投稿日: Apr 17, 2015 1:26:38 AM
日本のAVが世界的に評価されているというが、中国などでは海賊版が出回っているのだろうから、評価とビジネスはかけ離れている気がする。全世界的にはどのくらいの市場があるのだろうか? これは日本のコンテンツを世界に売る場合のヒントにもなると思って、ざっとAV海外進出の経緯を調べてみた。Wikipediaのジャポルノの項によると、
前史 : 1990年代 日本のアダルトビデオをアメリカでオンライン販売
「アメリカで販売されるポルノ」の中の「アジアもの」の中の「ジャパニーズ」作品
21世紀 KOKESHI アメリカ、ヨーロッパを対象として制作されて、海外マーケットで初めて受け入れられる。
著作権・肖像権を侵害した裏ビデオと明確に区別するために作ったのがジャポルノということば
「海外販売の了承を得た出演者を用い、海外で撮影・販売する」という事業形態
となっていて、要するにアメリカのポルノ産業の基準では合法的にビジネスできるものということになる。

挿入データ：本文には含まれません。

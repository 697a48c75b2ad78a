use fieldrank_core::{
    EngineConfig, FieldSpec, Operator, QueryEngine, RankError, RankerConfig, Tokenizer,
};
use std::fs;
use std::path::Path;
use tempfile::tempdir;

const CONTENT: &str = r#"{
    "chat":    {"0": {"count": 3, "positions": [0, 7, 19]}, "1": {"count": 1, "positions": [4]}},
    "noir":    {"0": {"count": 1, "positions": [1]}, "2": {"count": 2, "positions": [2, 8]}},
    "maison":  {"1": {"count": 2, "positions": [0, 9]}, "2": {"count": 1, "positions": [5]},
                "3": {"count": 4, "positions": [1, 3, 5, 7]}},
    "jardin":  {"3": {"count": 1, "positions": [2]}, "4": {"count": 3, "positions": [0, 1, 2]}},
    "musique": {"5": {"count": 2, "positions": [3, 6]}}
}"#;

const TITLE: &str = r#"{
    "chat":    {"1": {"count": 1, "positions": [0]}},
    "jardin":  {"4": {"count": 1, "positions": [1]}},
    "musique": {"5": {"count": 1, "positions": [0]}}
}"#;

fn write_fields(dir: &Path) -> Vec<FieldSpec> {
    let content = dir.join("content_pos_index.json");
    let title = dir.join("title_pos_index.json");
    fs::write(&content, CONTENT).unwrap();
    fs::write(&title, TITLE).unwrap();
    vec![FieldSpec::new(content, 1.0), FieldSpec::new(title, 3.0)]
}

#[test]
fn loads_fields_and_ranks_title_matches_first() {
    let dir = tempdir().unwrap();
    let specs = write_fields(dir.path());
    let engine = QueryEngine::load(&specs, EngineConfig::default()).unwrap();

    let stats = engine.stats();
    assert_eq!(stats[0].name, "content_pos_index");
    assert_eq!(stats[0].num_docs, 6);
    assert_eq!(stats[1].name, "title_pos_index");
    assert_eq!(stats[1].num_docs, 3);

    let tokens = Tokenizer::default().tokenize("Un chat dans le jardin");
    assert_eq!(tokens, vec!["chat", "jardin"]);

    let results = engine.search(&tokens, Operator::Or);
    assert!(!results.is_empty());
    assert!(results.len() <= 10);
    assert!(results.windows(2).all(|w| w[0].score >= w[1].score));
    // title hits carry three times the weight
    assert!(matches!(results[0].doc_id, 1 | 4));
}

#[test]
fn and_requires_every_token_in_some_vocabulary() {
    let dir = tempdir().unwrap();
    let engine = QueryEngine::load(&write_fields(dir.path()), EngineConfig::default()).unwrap();

    let known: Vec<String> = vec!["chat".into(), "musique".into()];
    assert!(!engine.search(&known, Operator::And).is_empty());

    let with_unknown: Vec<String> = vec!["chat".into(), "licorne".into()];
    assert!(engine.search(&with_unknown, Operator::And).is_empty());
}

#[test]
fn one_bad_field_aborts_the_engine() {
    let dir = tempdir().unwrap();
    let mut specs = write_fields(dir.path());
    let broken = dir.path().join("broken.json");
    fs::write(&broken, r#"{"chat": {"1": {"count": 1.5}}}"#).unwrap();
    specs.push(FieldSpec::new(&broken, 1.0));

    let err = QueryEngine::load(&specs, EngineConfig::default()).unwrap_err();
    assert!(matches!(err, RankError::Field { ref field, .. } if field == "broken"));
    assert!(matches!(err.root(), RankError::MalformedIndex(_)));
}

#[test]
fn empty_field_aborts_the_engine() {
    let dir = tempdir().unwrap();
    let mut specs = write_fields(dir.path());
    let empty = dir.path().join("empty.json");
    fs::write(&empty, "{}").unwrap();
    specs.push(FieldSpec::new(&empty, 2.0));

    let err = QueryEngine::load(&specs, EngineConfig::default()).unwrap_err();
    assert!(matches!(err.root(), RankError::EmptyIndex));
}

#[test]
fn missing_file_is_reported_with_its_path() {
    let dir = tempdir().unwrap();
    let specs = vec![FieldSpec::new(dir.path().join("nope.json"), 1.0)];
    let err = QueryEngine::load(&specs, EngineConfig::default()).unwrap_err();
    assert!(matches!(err.root(), RankError::Io { .. }));
    assert!(err.to_string().contains("nope"));
}

#[test]
fn ranker_config_file_drives_the_engine() {
    let dir = tempdir().unwrap();
    let specs = write_fields(dir.path());
    let config = RankerConfig {
        fields: specs,
        engine: EngineConfig {
            top_k: 1,
            ..EngineConfig::default()
        },
    };
    let config_path = dir.path().join("fieldrank.json");
    fs::write(&config_path, serde_json::to_string(&config).unwrap()).unwrap();

    let loaded = RankerConfig::from_path(&config_path).unwrap();
    assert_eq!(loaded, config);

    let engine = QueryEngine::from_config(&loaded).unwrap();
    let results = engine.search(&["maison".to_string(), "noir".to_string()], Operator::Or);
    assert_eq!(results.len(), 1);
}

#[test]
fn invalid_config_file_is_rejected() {
    let dir = tempdir().unwrap();
    let config_path = dir.path().join("fieldrank.json");
    fs::write(&config_path, r#"{"fields": "content.json"}"#).unwrap();
    let err = RankerConfig::from_path(&config_path).unwrap_err();
    assert!(matches!(err, RankError::Config { .. }));
}

#[test]
fn out_of_range_params_in_config_file_are_rejected() {
    let dir = tempdir().unwrap();
    let specs = write_fields(dir.path());
    let config = serde_json::json!({
        "fields": specs,
        "engine": {"k1": 1.5, "b": 2.0}
    });
    let config_path = dir.path().join("fieldrank.json");
    fs::write(&config_path, config.to_string()).unwrap();

    let loaded = RankerConfig::from_path(&config_path).unwrap();
    let err = QueryEngine::from_config(&loaded).unwrap_err();
    assert!(matches!(err, RankError::InvalidParams { .. }));
}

現在流通している日本のAVのうち、上記に該当するモノがどれくらいの割合を占めるかは疑問ではあるが、この路線で大成功をおさめたビデオ出版社があることは事実だ。その代表的なレーベルの設立時期や活動期間をざっと見てみた。
ちゃんとした資料ではなく目分量のところもあるが、いつ頃からこのビジネスが立ちあがったのかがわかる。KOKESHIというのはAMORZという会社の一レーベルで、この会社は多くのジャポルノのライセンスを集めているようである。それらはDVDフォーマットで、その直後にできたSKYHIGHも同様にDVDのレーベルをもちつつも、オンラインのAV視聴サイトにコンテンツをライセンスしている形態である。これらの創設時期は2003~04年で、矢印が2012年のところにつけてあるが、現在でもビジネスをしている。10年以上続いているというのはビジネスとしては本物といえるだろう。
2005年くらいからDVDではなく、オンラインの視聴が先行して、あとでDVD発売をするように変わっていったようで、XVNとうのは止めてしまっているが、caribbeanというのが現在のトップである。実線の棒がDVDレーベルを指す。caribbeanは当初オリジナルコンテンツであったようで、それをDVDにしていたが、同時に他のAMORZなどのコンテンツの配信もしていて、どちらかというと配給の会社であるようだ。一方活動をやめたようにみえるXVNは制作プロダクション的な存在であったのではないかと推測する。
ジャポルノのレーベルも作品数も数えきれないほどあり、またそれらを拝借した海賊版ビジネスもDVD・オンライン共に盛んであるが、アメリカではデジタルミレニアム法でポルノであっても海賊行為は相当抑えられるようになってきた。つまりオンライン化でこのビジネスは伸びてきたわけだし、今後も合法化される地域が増えれば法の力で海賊行為が減る分だけ伸びていくと考えられる。
コンテンツの海外進出という点で考えると、日本のAVとはいってもジャポルノは欧米視聴者に合わせて撮り直しをしているので、純粋国産コンテンツとは言い難く、他のコンテンツでもやはり市場調査・マーケティングをしないと売れないということだろう。またしっかりした配給会社が必要で、単に作るだけのプロダクションでは長続きしないことも示している。